Yet she can’t find it in herself to leave him, not even when she knows his sneaking around has managed to give Annie chicken pox. She’s determined to grin and bear her awful marriage for the sake of giving her daughters a stable, two-parent family life, till an incident between her children forces her to finally confront the truth that she’s been trying to obscure behind this crumbling model of suburban propriety.

Shocked into action by the violence on display between her kids, Rob decides to take Callie, the instigator, back with her to her family’s place out in the Mojave desert. She tells Irving that she and Callie need some bonding time, but what she’s really trying to figure out is exactly how much of her family’s legacy she needs to initiate her eldest child into. Irving is reluctant to see them go, but is assured by the fact that Rob would never leave him without taking Annie as well. Being the abusive person that he is, however, he makes a point of pulling Callie aside while Rob is packing the car:

QUOTE
“Be careful out there, bud,” Dad said, warm in my ear. Dad and I are best buds. “If you get scared out there you call me.”

“Why would I get scared?”

“Your mom… she can be a little unstable.”
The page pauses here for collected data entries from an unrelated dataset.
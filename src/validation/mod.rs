//! Field validation
//!
//! Mapping never fails, so validation is a separate pass: every form declares
//! its required fields and the formats of its optional ones. The resulting
//! [`ValidationReport`] is either logged or turned into an error depending on
//! the [`ValidationPolicy`].

use chrono::{NaiveDate, NaiveTime};
use serde::{Deserialize, Serialize};
use std::fmt;
use std::str::FromStr;

use crate::domain::{catalog, SchemaType};
use crate::forms::FormState;

mod rules;


// ============================================================================
// Policy
// ============================================================================

#[derive(Clone, Copy, Debug, Default, PartialEq, Eq, Serialize, Deserialize)]
#[serde(rename_all = "lowercase")]
pub enum ValidationPolicy {
    /// Log issues and generate anyway
    #[default]
    Lenient,
    /// Refuse to generate while issues remain
    Strict,
}

impl FromStr for ValidationPolicy {
    type Err = String;

    fn from_str(s: &str) -> Result<Self, Self::Err> {
        match s.trim().to_ascii_lowercase().as_str() {
            "lenient" => Ok(Self::Lenient),
            "strict" => Ok(Self::Strict),
            other => Err(format!("Unknown validation policy: {}", other)),
        }
    }
}

// ============================================================================
// Field checks
// ============================================================================

/// Expected format of a form field
#[derive(Clone, Copy, Debug, PartialEq, Eq)]
pub enum FieldKind {
    Text,
    /// Absolute URL
    Url,
    /// `YYYY-MM-DD`
    Date,
    /// `HH:MM` or `HH:MM:SS`
    Time,
    Number,
    Integer,
    /// `Monday` .. `Sunday`
    Weekday,
}

/// Outcome of checking one raw field value
#[derive(Clone, Debug, PartialEq, Eq)]
pub enum FieldCheck {
    Valid(String),
    Missing,
    Malformed { value: String, reason: String },
}

impl FieldCheck {
    /// Check a raw input against its kind. Blank input is `Missing`.
    pub fn check(raw: &str, kind: FieldKind) -> Self {
        let value = raw.trim();
        if value.is_empty() {
            return Self::Missing;
        }
        match Self::reason(value, kind) {
            None => Self::Valid(value.to_string()),
            Some(reason) => Self::Malformed {
                value: value.to_string(),
                reason,
            },
        }
    }

    fn reason(value: &str, kind: FieldKind) -> Option<String> {
        match kind {
            FieldKind::Text => None,
            FieldKind::Url => url::Url::parse(value)
                .err()
                .map(|e| format!("is not an absolute URL ({})", e)),
            FieldKind::Date => NaiveDate::parse_from_str(value, "%Y-%m-%d")
                .err()
                .map(|_| "is not a date (YYYY-MM-DD)".to_string()),
            FieldKind::Time => {
                let parsed = NaiveTime::parse_from_str(value, "%H:%M")
                    .or_else(|_| NaiveTime::parse_from_str(value, "%H:%M:%S"));
                parsed.err().map(|_| "is not a time (HH:MM)".to_string())
            }
            FieldKind::Number => match value.parse::<f64>() {
                Ok(n) if n.is_finite() => None,
                _ => Some("is not a number".to_string()),
            },
            FieldKind::Integer => value
                .parse::<i64>()
                .err()
                .map(|_| "is not a whole number".to_string()),
            FieldKind::Weekday => {
                if catalog::is_weekday(value) {
                    None
                } else {
                    Some("is not a day of the week".to_string())
                }
            }
        }
    }

    pub fn is_valid(&self) -> bool {
        matches!(self, Self::Valid(_))
    }
}

// ============================================================================
// Field paths
// ============================================================================

#[derive(Clone, Debug, PartialEq, Eq, Hash)]
pub enum PathSegment {
    Property(String),
    Index(usize),
}

/// Location of a field inside the form state, e.g. `event.tickets[2].url`
#[derive(Clone, Debug, Default, PartialEq, Eq, Hash)]
pub struct FieldPath {
    segments: Vec<PathSegment>,
}

impl FieldPath {
    pub fn root(name: &str) -> Self {
        Self {
            segments: vec![PathSegment::Property(name.to_string())],
        }
    }

    pub fn property(&self, name: &str) -> Self {
        let mut path = self.clone();
        path.segments.push(PathSegment::Property(name.to_string()));
        path
    }

    pub fn index(&self, idx: usize) -> Self {
        let mut path = self.clone();
        path.segments.push(PathSegment::Index(idx));
        path
    }

    pub fn segments(&self) -> impl Iterator<Item = &PathSegment> {
        self.segments.iter()
    }
}

impl fmt::Display for FieldPath {
    fn fmt(&self, f: &mut fmt::Formatter<'_>) -> fmt::Result {
        for (i, segment) in self.segments.iter().enumerate() {
            match segment {
                PathSegment::Property(name) if i == 0 => write!(f, "{}", name)?,
                PathSegment::Property(name) => write!(f, ".{}", name)?,
                PathSegment::Index(idx) => write!(f, "[{}]", idx)?,
            }
        }
        Ok(())
    }
}

// ============================================================================
// Report
// ============================================================================

#[derive(Clone, Debug, PartialEq, Eq)]
pub enum IssueKind {
    Missing,
    Malformed { value: String, reason: String },
}

#[derive(Clone, Debug, PartialEq, Eq)]
pub struct ValidationIssue {
    pub path: FieldPath,
    pub kind: IssueKind,
}

impl fmt::Display for ValidationIssue {
    fn fmt(&self, f: &mut fmt::Formatter<'_>) -> fmt::Result {
        match &self.kind {
            IssueKind::Missing => write!(f, "{}: required field is empty", self.path),
            IssueKind::Malformed { value, reason } => {
                write!(f, "{}: '{}' {}", self.path, value, reason)
            }
        }
    }
}

#[derive(Clone, Debug, Default, PartialEq, Eq)]
pub struct ValidationReport {
    issues: Vec<ValidationIssue>,
}

impl ValidationReport {
    pub fn is_empty(&self) -> bool {
        self.issues.is_empty()
    }

    pub fn len(&self) -> usize {
        self.issues.len()
    }

    pub fn issues(&self) -> &[ValidationIssue] {
        &self.issues
    }

    /// Issue recorded for a path, if any
    pub fn issue_at(&self, path: &str) -> Option<&ValidationIssue> {
        self.issues.iter().find(|issue| issue.path.to_string() == path)
    }
}

impl fmt::Display for ValidationReport {
    fn fmt(&self, f: &mut fmt::Formatter<'_>) -> fmt::Result {
        for (i, issue) in self.issues.iter().enumerate() {
            if i > 0 {
                writeln!(f)?;
            }
            write!(f, "  - {}", issue)?;
        }
        Ok(())
    }
}

/// Collects issues while a form's rules run
#[derive(Debug, Default)]
pub struct FormValidator {
    issues: Vec<ValidationIssue>,
}

impl FormValidator {
    pub fn new() -> Self {
        Self::default()
    }

    /// The field must be present and well-formed
    pub fn require(&mut self, path: FieldPath, raw: &str, kind: FieldKind) {
        match FieldCheck::check(raw, kind) {
            FieldCheck::Valid(_) => {}
            FieldCheck::Missing => self.issues.push(ValidationIssue {
                path,
                kind: IssueKind::Missing,
            }),
            FieldCheck::Malformed { value, reason } => self.issues.push(ValidationIssue {
                path,
                kind: IssueKind::Malformed { value, reason },
            }),
        }
    }

    /// The field may be blank; if set it must be well-formed
    pub fn optional(&mut self, path: FieldPath, raw: &str, kind: FieldKind) {
        if let FieldCheck::Malformed { value, reason } = FieldCheck::check(raw, kind) {
            self.issues.push(ValidationIssue {
                path,
                kind: IssueKind::Malformed { value, reason },
            });
        }
    }

    /// Record a missing group, e.g. a section with no usable row
    pub fn missing(&mut self, path: FieldPath) {
        self.issues.push(ValidationIssue {
            path,
            kind: IssueKind::Missing,
        });
    }

    pub fn malformed(&mut self, path: FieldPath, value: &str, reason: &str) {
        self.issues.push(ValidationIssue {
            path,
            kind: IssueKind::Malformed {
                value: value.trim().to_string(),
                reason: reason.to_string(),
            },
        });
    }

    pub fn finish(self) -> ValidationReport {
        ValidationReport {
            issues: self.issues,
        }
    }
}

/// Validate the form of one schema type
pub fn validate(state: &FormState, schema_type: SchemaType) -> ValidationReport {
    let mut v = FormValidator::new();
    match schema_type {
        SchemaType::Article => rules::article(&state.article, &mut v),
        SchemaType::Breadcrumb => rules::breadcrumb(&state.breadcrumb, &mut v),
        SchemaType::Event => rules::event(&state.event, &mut v),
        SchemaType::Faq => rules::faq(&state.faq, &mut v),
        SchemaType::HowTo => rules::howto(&state.howto, &mut v),
        SchemaType::JobPosting => rules::job_posting(&state.job_posting, &mut v),
        SchemaType::LocalBusiness => rules::local_business(&state.local_business, &mut v),
        SchemaType::Person => rules::person(&state.person, &mut v),
        SchemaType::Video => rules::video(&state.video, &mut v),
        SchemaType::Website => rules::website(&state.website, &mut v),
        SchemaType::Recipe => rules::recipe(&state.recipe, &mut v),
    }
    v.finish()
}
I felt a thrill of fear. I knew what he meant. The crying, the screaming late at night. Always yelling at Dad. She lies, too. I can always tell, even if she doesn’t know it herself. For example, Mom doesn’t like me, even though she swears she does.
END QUOTE

As Rob and Callie embark on their road trip, Rob considers how much to tell the girl about her own past and the truth behind Sundial, the estate where everything started and, if they’re lucky, where everything will end as well. More importantly, she has to decide what to do about the untenable situation that is turning Callie into a creepy adolescent, obsessed with bones and ghosts and murder. Could explaining her heritage to Callie help save her, or will it only make things immeasurably worse?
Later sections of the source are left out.